◆ **TASK DESCRIPTION**: Please reproduce the records, omitting nothing and changing nothing.

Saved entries

━━━━━━━━━━━━━━━━━━━━

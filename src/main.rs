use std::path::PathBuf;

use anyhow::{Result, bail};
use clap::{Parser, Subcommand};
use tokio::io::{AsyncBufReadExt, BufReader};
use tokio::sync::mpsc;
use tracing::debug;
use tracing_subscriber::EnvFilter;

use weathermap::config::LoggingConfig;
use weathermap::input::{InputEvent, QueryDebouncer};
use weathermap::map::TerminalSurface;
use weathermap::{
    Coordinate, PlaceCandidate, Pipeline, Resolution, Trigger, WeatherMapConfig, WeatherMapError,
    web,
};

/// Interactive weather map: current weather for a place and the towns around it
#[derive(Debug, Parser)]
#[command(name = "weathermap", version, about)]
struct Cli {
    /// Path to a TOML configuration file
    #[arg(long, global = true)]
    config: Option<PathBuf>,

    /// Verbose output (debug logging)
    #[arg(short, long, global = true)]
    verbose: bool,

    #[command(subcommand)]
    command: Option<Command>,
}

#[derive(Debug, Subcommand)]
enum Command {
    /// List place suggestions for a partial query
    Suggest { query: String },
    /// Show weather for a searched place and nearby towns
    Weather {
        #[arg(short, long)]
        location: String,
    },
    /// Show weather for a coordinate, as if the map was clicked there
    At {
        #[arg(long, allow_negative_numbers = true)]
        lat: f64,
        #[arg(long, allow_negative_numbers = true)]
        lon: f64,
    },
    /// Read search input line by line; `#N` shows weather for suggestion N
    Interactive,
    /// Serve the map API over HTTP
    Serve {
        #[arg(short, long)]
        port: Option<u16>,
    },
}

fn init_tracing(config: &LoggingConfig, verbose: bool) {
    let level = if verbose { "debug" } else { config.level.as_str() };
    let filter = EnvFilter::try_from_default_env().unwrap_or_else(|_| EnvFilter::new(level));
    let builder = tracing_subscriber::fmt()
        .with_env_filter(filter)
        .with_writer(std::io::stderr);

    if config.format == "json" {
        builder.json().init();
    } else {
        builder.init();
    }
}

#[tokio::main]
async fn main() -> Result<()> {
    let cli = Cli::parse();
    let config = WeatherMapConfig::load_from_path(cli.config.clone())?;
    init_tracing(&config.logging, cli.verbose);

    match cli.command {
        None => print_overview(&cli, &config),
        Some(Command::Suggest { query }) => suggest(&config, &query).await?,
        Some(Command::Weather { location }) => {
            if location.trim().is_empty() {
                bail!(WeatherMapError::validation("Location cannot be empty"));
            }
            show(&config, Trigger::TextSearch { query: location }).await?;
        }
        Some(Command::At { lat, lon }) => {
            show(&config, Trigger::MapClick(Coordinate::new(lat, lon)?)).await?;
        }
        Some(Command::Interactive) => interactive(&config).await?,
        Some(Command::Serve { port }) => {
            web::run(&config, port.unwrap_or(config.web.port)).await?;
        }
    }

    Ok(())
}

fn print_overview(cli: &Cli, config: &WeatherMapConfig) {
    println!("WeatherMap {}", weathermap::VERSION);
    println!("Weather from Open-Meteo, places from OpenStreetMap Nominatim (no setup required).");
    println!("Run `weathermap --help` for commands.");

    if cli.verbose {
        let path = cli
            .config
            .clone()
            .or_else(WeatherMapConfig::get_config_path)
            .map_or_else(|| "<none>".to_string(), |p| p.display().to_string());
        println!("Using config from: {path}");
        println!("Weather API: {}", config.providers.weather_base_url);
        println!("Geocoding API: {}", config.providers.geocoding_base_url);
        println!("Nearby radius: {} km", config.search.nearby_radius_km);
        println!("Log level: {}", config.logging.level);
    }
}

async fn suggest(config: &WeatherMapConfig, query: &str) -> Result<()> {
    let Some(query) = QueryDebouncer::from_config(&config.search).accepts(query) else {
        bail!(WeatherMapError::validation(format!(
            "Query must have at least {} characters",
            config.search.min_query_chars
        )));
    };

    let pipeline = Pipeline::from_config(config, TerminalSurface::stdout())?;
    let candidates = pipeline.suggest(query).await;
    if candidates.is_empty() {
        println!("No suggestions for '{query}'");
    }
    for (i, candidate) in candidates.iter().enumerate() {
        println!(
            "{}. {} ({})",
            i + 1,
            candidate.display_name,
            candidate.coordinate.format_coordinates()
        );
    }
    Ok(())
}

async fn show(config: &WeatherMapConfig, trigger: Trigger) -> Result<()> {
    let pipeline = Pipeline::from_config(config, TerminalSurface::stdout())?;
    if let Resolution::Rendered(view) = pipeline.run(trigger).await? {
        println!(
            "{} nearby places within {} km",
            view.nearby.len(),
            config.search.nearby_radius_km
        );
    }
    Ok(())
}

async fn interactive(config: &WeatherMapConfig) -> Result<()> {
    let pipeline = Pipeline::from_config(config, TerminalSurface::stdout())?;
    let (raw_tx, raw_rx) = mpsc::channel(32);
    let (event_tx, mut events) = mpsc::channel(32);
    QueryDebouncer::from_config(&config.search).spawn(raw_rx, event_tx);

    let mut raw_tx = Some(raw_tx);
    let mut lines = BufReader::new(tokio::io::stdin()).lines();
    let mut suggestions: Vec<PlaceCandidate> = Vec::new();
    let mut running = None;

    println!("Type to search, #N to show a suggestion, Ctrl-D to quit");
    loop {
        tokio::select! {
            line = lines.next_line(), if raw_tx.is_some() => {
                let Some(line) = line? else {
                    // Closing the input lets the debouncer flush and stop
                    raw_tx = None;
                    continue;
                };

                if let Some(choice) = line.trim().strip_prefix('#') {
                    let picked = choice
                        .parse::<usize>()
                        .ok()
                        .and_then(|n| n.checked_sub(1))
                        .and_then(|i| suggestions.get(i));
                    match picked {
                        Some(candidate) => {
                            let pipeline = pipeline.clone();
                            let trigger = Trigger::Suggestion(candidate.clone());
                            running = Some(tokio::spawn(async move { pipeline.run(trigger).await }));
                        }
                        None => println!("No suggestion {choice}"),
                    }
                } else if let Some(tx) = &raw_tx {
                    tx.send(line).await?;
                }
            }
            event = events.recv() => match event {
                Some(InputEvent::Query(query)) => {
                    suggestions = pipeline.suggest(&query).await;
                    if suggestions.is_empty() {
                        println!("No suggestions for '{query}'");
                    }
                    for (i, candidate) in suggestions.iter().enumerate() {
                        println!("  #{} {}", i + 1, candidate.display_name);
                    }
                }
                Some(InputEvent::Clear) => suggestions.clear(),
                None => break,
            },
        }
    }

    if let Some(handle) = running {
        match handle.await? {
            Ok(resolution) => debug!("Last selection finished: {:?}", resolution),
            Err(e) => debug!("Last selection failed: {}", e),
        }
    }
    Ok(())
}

━━━━━━━━━━━━━━━━━━━━

◆ **SOLVED PROBLEM**:
filename src/main.rs
use std::path::PathBuf;

use anyhow::{Result, bail};
use clap::{Parser, Subcommand};
use tokio::io::{AsyncBufReadExt, BufReader};
use tokio::sync::mpsc;
use tracing::debug;
use tracing_subscriber::EnvFilter;

use weathermap::config::LoggingConfig;
use weathermap::input::{InputEvent, QueryDebouncer};
use weathermap::map::TerminalSurface;
use weathermap::{
    Coordinate, PlaceCandidate, Pipeline, Resolution, Trigger, WeatherMapConfig, WeatherMapError,
    web,
};

/// Interactive weather map: current weather for a place and the towns around it
#[derive(Debug, Parser)]
#[command(name = "weathermap", version, about)]
struct Cli {
    /// Path to a TOML configuration file
    #[arg(long, global = true)]
    config: Option<PathBuf>,

    /// Verbose output (debug logging)
    #[arg(short, long, global = true)]
    verbose: bool,

    #[command(subcommand)]
    command: Option<Command>,
}

#[derive(Debug, Subcommand)]
enum Command {
    /// List place suggestions for a partial query
    Suggest { query: String },
    /// Show weather for a searched place and nearby towns
    Weather {
        #[arg(short, long)]
        location: String,
    },
    /// Show weather for a coordinate, as if the map was clicked there
    At {
        #[arg(long, allow_negative_numbers = true)]
        lat: f64,
        #[arg(long, allow_negative_numbers = true)]
        lon: f64,
    },
    /// Read search input line by line; `#N` shows weather for suggestion N
    Interactive,
    /// Serve the map API over HTTP
    Serve {
        #[arg(short, long)]
        port: Option<u16>,
    },
}

fn init_tracing(config: &LoggingConfig, verbose: bool) {
    let level = if verbose { "debug" } else { config.level.as_str() };
    let filter = EnvFilter::try_from_default_env().unwrap_or_else(|_| EnvFilter::new(level));
    let builder = tracing_subscriber::fmt()
        .with_env_filter(filter)
        .with_writer(std::io::stderr);

    if config.format == "json" {
        builder.json().init();
    } else {
        builder.init();
    }
}

#[tokio::main]
async fn main() -> Result<()> {
    let cli = Cli::parse();
    let config = WeatherMapConfig::load_from_path(cli.config.clone())?;
    init_tracing(&config.logging, cli.verbose);

    match cli.command {
        None => print_overview(&cli, &config),
        Some(Command::Suggest { query }) => suggest(&config, &query).await?,
        Some(Command::Weather { location }) => {
            if location.trim().is_empty() {
                bail!(WeatherMapError::validation("Location cannot be empty"));
            }
            show(&config, Trigger::TextSearch { query: location }).await?;
        }
        Some(Command::At { lat, lon }) => {
            show(&config, Trigger::MapClick(Coordinate::new(lat, lon)?)).await?;
        }
        Some(Command::Interactive) => interactive(&config).await?,
        Some(Command::Serve { port }) => {
            web::run(&config, port.unwrap_or(config.web.port)).await?;
        }
    }

    Ok(())
}

fn print_overview(cli: &Cli, config: &WeatherMapConfig) {
    println!("WeatherMap {}", weathermap::VERSION);
    println!("Weather from Open-Meteo, places from OpenStreetMap Nominatim (no setup required).");
    println!("Run `weathermap --help` for commands.");

    if cli.verbose {
        let path = cli
            .config
            .clone()
            .or_else(WeatherMapConfig::get_config_path)
            .map_or_else(|| "<none>".to_string(), |p| p.display().to_string());
        println!("Using config from: {path}");
        println!("Weather API: {}", config.providers.weather_base_url);
        println!("Geocoding API: {}", config.providers.geocoding_base_url);
        println!("Nearby radius: {} km", config.search.nearby_radius_km);
        println!("Log level: {}", config.logging.level);
    }
}

async fn suggest(config: &WeatherMapConfig, query: &str) -> Result<()> {
    let Some(query) = QueryDebouncer::from_config(&config.search).accepts(query) else {
        bail!(WeatherMapError::validation(format!(
            "Query must have at least {} characters",
            config.search.min_query_chars
        )));
    };

    let pipeline = Pipeline::from_config(config, TerminalSurface::stdout())?;
    let candidates = pipeline.suggest(query).await;
    if candidates.is_empty() {
        println!("No suggestions for '{query}'");
    }
    for (i, candidate) in candidates.iter().enumerate() {
        println!(
            "{}. {} ({})",
            i + 1,
            candidate.display_name,
            candidate.coordinate.format_coordinates()
        );
    }
    Ok(())
}

async fn show(config: &WeatherMapConfig, trigger: Trigger) -> Result<()> {
    let pipeline = Pipeline::from_config(config, TerminalSurface::stdout())?;
    if let Resolution::Rendered(view) = pipeline.run(trigger).await? {
        println!(
            "{} nearby places within {} km",
            view.nearby.len(),
            config.search.nearby_radius_km
        );
    }
    Ok(())
}

async fn interactive(config: &WeatherMapConfig) -> Result<()> {
    let pipeline = Pipeline::from_config(config, TerminalSurface::stdout())?;
    let (raw_tx, raw_rx) = mpsc::channel(32);
    let (event_tx, mut events) = mpsc::channel(32);
    QueryDebouncer::from_config(&config.search).spawn(raw_rx, event_tx);

    let mut raw_tx = Some(raw_tx);
    let mut lines = BufReader::new(tokio::io::stdin()).lines();
    let mut suggestions: Vec<PlaceCandidate> = Vec::new();
    let mut running = None;

    println!("Type to search, #N to show a suggestion, Ctrl-D to quit");
    loop {
        tokio::select! {
            line = lines.next_line(), if raw_tx.is_some() => {
                let Some(line) = line? else {
                    // Closing the input lets the debouncer flush and stop
                    raw_tx = None;
                    continue;
                };

                if let Some(choice) = line.trim().strip_prefix('#') {
                    let picked = choice
                        .parse::<usize>()
                        .ok()
                        .and_then(|n| n.checked_sub(1))
                        .and_then(|i| suggestions.get(i));
                    match picked {
                        Some(candidate) => {
                            let pipeline = pipeline.clone();
                            let trigger = Trigger::Suggestion(candidate.clone());
                            running = Some(tokio::spawn(async move { pipeline.run(trigger).await }));
                        }
                        None => println!("No suggestion {choice}"),
                    }
                } else if let Some(tx) = &raw_tx {
                    tx.send(line).await?;
                }
            }
            event = events.recv() => match event {
                Some(InputEvent::Query(query)) => {
                    suggestions = pipeline.suggest(&query).await;
                    if suggestions.is_empty() {
                        println!("No suggestions for '{query}'");
                    }
                    for (i, candidate) in suggestions.iter().enumerate() {
                        println!("  #{} {}", i + 1, candidate.display_name);
                    }
                }
                Some(InputEvent::Clear) => suggestions.clear(),
                None => break,
            },
        }
    }

    if let Some(handle) = running {
        match handle.await? {
            Ok(resolution) => debug!("Last selection finished: {:?}", resolution),
            Err(e) => debug!("Last selection failed: {}", e),
        }
    }
    Ok(())
}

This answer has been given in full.